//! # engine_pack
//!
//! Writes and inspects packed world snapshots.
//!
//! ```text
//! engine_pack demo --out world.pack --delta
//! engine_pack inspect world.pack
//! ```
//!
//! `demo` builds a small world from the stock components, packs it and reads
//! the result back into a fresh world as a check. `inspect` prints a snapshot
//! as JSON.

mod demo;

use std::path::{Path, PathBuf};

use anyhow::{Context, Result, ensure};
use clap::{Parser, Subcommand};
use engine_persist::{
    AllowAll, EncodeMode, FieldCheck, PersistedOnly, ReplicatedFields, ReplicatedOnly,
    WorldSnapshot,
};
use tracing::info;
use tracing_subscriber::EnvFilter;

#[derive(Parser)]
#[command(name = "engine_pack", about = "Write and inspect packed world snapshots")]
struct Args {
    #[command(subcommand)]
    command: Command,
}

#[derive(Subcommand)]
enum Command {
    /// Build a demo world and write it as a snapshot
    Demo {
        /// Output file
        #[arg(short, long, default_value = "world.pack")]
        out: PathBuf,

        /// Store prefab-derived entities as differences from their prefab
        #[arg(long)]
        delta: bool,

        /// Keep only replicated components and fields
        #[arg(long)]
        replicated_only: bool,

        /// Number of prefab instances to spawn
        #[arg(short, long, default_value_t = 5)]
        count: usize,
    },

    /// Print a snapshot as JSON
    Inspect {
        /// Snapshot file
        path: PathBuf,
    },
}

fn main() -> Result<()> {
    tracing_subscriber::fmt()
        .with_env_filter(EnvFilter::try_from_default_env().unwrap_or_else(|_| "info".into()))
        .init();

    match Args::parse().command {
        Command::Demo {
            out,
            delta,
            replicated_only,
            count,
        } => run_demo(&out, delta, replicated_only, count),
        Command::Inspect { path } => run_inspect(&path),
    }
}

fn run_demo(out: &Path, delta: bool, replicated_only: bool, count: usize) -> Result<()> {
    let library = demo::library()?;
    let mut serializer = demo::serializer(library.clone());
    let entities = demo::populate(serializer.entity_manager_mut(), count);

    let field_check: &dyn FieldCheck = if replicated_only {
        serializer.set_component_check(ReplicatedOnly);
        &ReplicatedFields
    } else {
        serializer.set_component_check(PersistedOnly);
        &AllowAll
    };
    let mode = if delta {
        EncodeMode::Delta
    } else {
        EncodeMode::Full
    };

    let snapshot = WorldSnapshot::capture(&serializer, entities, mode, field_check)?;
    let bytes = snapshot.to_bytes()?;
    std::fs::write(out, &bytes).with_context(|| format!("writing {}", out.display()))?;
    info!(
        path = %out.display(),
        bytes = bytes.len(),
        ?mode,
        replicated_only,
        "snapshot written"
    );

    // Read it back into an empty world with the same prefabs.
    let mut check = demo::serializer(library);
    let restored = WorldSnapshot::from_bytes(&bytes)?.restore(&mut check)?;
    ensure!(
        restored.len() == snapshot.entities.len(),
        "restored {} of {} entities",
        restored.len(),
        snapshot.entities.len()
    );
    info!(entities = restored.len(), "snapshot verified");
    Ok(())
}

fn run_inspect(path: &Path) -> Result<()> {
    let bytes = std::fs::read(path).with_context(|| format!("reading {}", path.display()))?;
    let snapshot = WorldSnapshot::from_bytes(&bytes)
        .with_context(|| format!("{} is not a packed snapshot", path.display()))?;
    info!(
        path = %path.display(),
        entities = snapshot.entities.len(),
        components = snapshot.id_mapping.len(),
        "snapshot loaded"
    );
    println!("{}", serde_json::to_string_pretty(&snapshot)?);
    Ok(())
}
________________________
**Task instructions:** This task calls for the number of lines in the entries that contain the string "ReplicatedOnly", with no accompanying text.

**Your solution:** 2